The difficulty of ending Sudan’s war largely stems from long-standing structural factors. In “The Dilemma of Political Transition in Sudan” (International I.D.E.A.), Atta H. el-Battahani notes that since independence in 1956, the country has experienced four waves of democratic opening, each followed by a military counter-wave, and identifies four recurring causes of failed transitions. First, the colonial legacy: under the Anglo-Egyptian Condominium (1899–1956), Sudan was formally ruled by Britain and Egypt but effectively administered by Britain through “indirect rule” via tribal leaders and local notables, entrenching centre–periphery inequalities and clientelist networks that outlasted decolonisation. The second factor concerns broken constitutional commitments. Repeated promises of federalism and autonomy for the South were not honoured: first in the 1950s (contributing to the 1955 mutiny and the 1958 coup), again after the 1964–65 October Revolution (Round Table recommendations shelved), then with the Addis Ababa Agreement (1972) later reversed in 1983, and even during 2005–2011 under the C.P.A. and the interim constitution, which saw democratic backsliding. Thirdly, the scholar underlines that transitions prioritised quick elections and cabinet deals while leaving the civil war and security-sector reform unsettled, so that violence and parallel chains of command persisted. Fourth, recurrent political practices such as party fragmentation and factionalism produced unstable coalitions and made substantive peace and state reforms easy to derail.
Lastly, concerning the 2019–2022 attempt at democratic transition, el-Battahani argues that, as in the four earlier failures, the absence of substantive changes in power structures, together with the persistence of clientelism, factionalism, and the militarisation of politics, doomed the process. Without those fundamental shifts in the structure of power, the transition remained procedural rather than substantive, creating the conditions for yet another military counter-wave and, ultimately, for the current war.

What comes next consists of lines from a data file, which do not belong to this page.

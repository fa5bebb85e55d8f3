//! Errors the server layer adds on top of the API's.

use axum::{
  http::{HeaderValue, StatusCode, header},
  response::{IntoResponse, Response},
};
use thiserror::Error;

#[derive(Debug, Error)]
pub enum Error {
  #[error("unauthorized")]
  Unauthorized,
}

impl IntoResponse for Error {
  fn into_response(self) -> Response {
    match self {
      Error::Unauthorized => {
        let mut res = (StatusCode::UNAUTHORIZED, "Unauthorized").into_response();
        res.headers_mut().insert(
          header::WWW_AUTHENTICATE,
          HeaderValue::from_static("Basic realm=\"telos\""),
        );
        res
      }
    }
  }
}
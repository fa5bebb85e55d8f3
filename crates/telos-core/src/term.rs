//! Time periods and goal terms: bounded windows of intentional focus.

use chrono::{DateTime, Duration, Utc};
use serde::{Deserialize, Serialize};
use strum::{EnumString, IntoStaticStr};
use uuid::Uuid;

use crate::ontology::{Basic, EntityGraph, abstraction};

/// Default term length: ten weeks.
pub const TERM_LENGTH_DAYS: i64 = 70;

/// A span of calendar time. The abstraction behind a [`GoalTerm`].
#[derive(Debug, Clone, PartialEq, Serialize, Deserialize)]
pub struct TimePeriod {
  pub id:          Uuid,
  pub title:       String,
  pub description: Option<String>,
  pub notes:       Option<String>,
  pub log_time:    DateTime<Utc>,
  pub start_date:  DateTime<Utc>,
  pub end_date:    DateTime<Utc>,
}

abstraction!(TimePeriod);

#[derive(
  Debug,
  Clone,
  Copy,
  PartialEq,
  Eq,
  Default,
  Serialize,
  Deserialize,
  EnumString,
  IntoStaticStr,
)]
#[serde(rename_all = "snake_case")]
#[strum(serialize_all = "snake_case")]
pub enum TermStatus {
  #[default]
  Planned,
  Active,
  Completed,
}

impl TermStatus {
  pub fn as_str(self) -> &'static str { self.into() }
}

/// A numbered planning term occupying one [`TimePeriod`].
#[derive(Debug, Clone, PartialEq, Serialize, Deserialize)]
pub struct GoalTerm {
  pub id:             Uuid,
  pub time_period_id: Uuid,
  pub term_number:    u32,
  /// Optional focus area, e.g. "Health & Learning".
  pub theme:          Option<String>,
  /// Post-term reflection.
  pub reflection:     Option<String>,
  pub status:         TermStatus,
}

impl Basic for GoalTerm {
  fn id(&self) -> Uuid { self.id }

  fn abstraction_id(&self) -> Uuid { self.time_period_id }
}

#[derive(Debug, Clone, PartialEq, Serialize, Deserialize)]
pub struct TimePeriodGraph {
  pub time_period: TimePeriod,
  pub term:        GoalTerm,
}

impl EntityGraph for TimePeriodGraph {
  fn id(&self) -> Uuid { self.term.id }

  fn anchor(&self) -> (Uuid, DateTime<Utc>) {
    (self.time_period.id, self.time_period.log_time)
  }
}

#[derive(Debug, Clone, PartialEq, Serialize, Deserialize)]
pub struct TimePeriodFormData {
  pub title:       String,
  #[serde(default)]
  pub description: Option<String>,
  #[serde(default)]
  pub notes:       Option<String>,
  pub start_date:  DateTime<Utc>,
  pub end_date:    DateTime<Utc>,
  pub term_number: u32,
  #[serde(default)]
  pub theme:       Option<String>,
  #[serde(default)]
  pub reflection:  Option<String>,
  #[serde(default)]
  pub status:      TermStatus,
}

impl TimePeriodFormData {
  /// A ten-week term starting at `start_date`.
  pub fn ten_week_term(term_number: u32, start_date: DateTime<Utc>) -> Self {
    Self {
      title: format!("Term {term_number}"),
      description: None,
      notes: None,
      start_date,
      end_date: start_date + Duration::days(TERM_LENGTH_DAYS),
      term_number,
      theme: None,
      reflection: None,
      status: TermStatus::default(),
    }
  }
}

#[cfg(test)]
mod tests {
  use chrono::TimeZone;

  use super::*;

  #[test]
  fn ten_week_term_ends_seventy_days_later() {
    let start = Utc.with_ymd_and_hms(2025, 10, 10, 0, 0, 0).unwrap();
    let form = TimePeriodFormData::ten_week_term(3, start);
    assert_eq!(form.title, "Term 3");
    assert_eq!(form.end_date, Utc.with_ymd_and_hms(2025, 12, 19, 0, 0, 0).unwrap());
  }
}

Beyond the structural factors, specific contingencies in the run-up to the December 2022 Framework Agreement also mattered. Pro-democracy resistance committees and other anti-military groups rejected the deal, arguing they were sidelined by closed-door talks between military and elite civilian leaders; they mobilised protests and demanded accountability for the coup and abuses.
Khidir Haroun Ahmed, a former Sudan ambassador to the United States, echoed this critique, arguing that the U.N.I.T.A.M.S. trilateral mechanism “handpicked individuals from just one segment of the Sudanese political landscape (the F.F.C.)”, leaving “the majority of Sudanese” feeling the deal reflected only “the ideologies and interests of the few.” In particular, he highlighted the lack of respect for local customs, traditions, and religion characterizing the agreement. Therefore, many perceived the deal as imposed from above, through a process that ought to have been civilian-led.
Sudan’s crisis is the result of both structural and conjunctural factors. Another key variable is the economy, above all, competition over revenue streams linked to gold. Therefore, ending the conflict and moving toward a lasting democracy will require major changes in the political order and in how the economy is governed, as well as a greater role for civilians in the institutional process. For this reason, Sudan should be supported on a path of development that promotes economic and democratic growth, not through top-down imposition, but through sustained, structural assistance.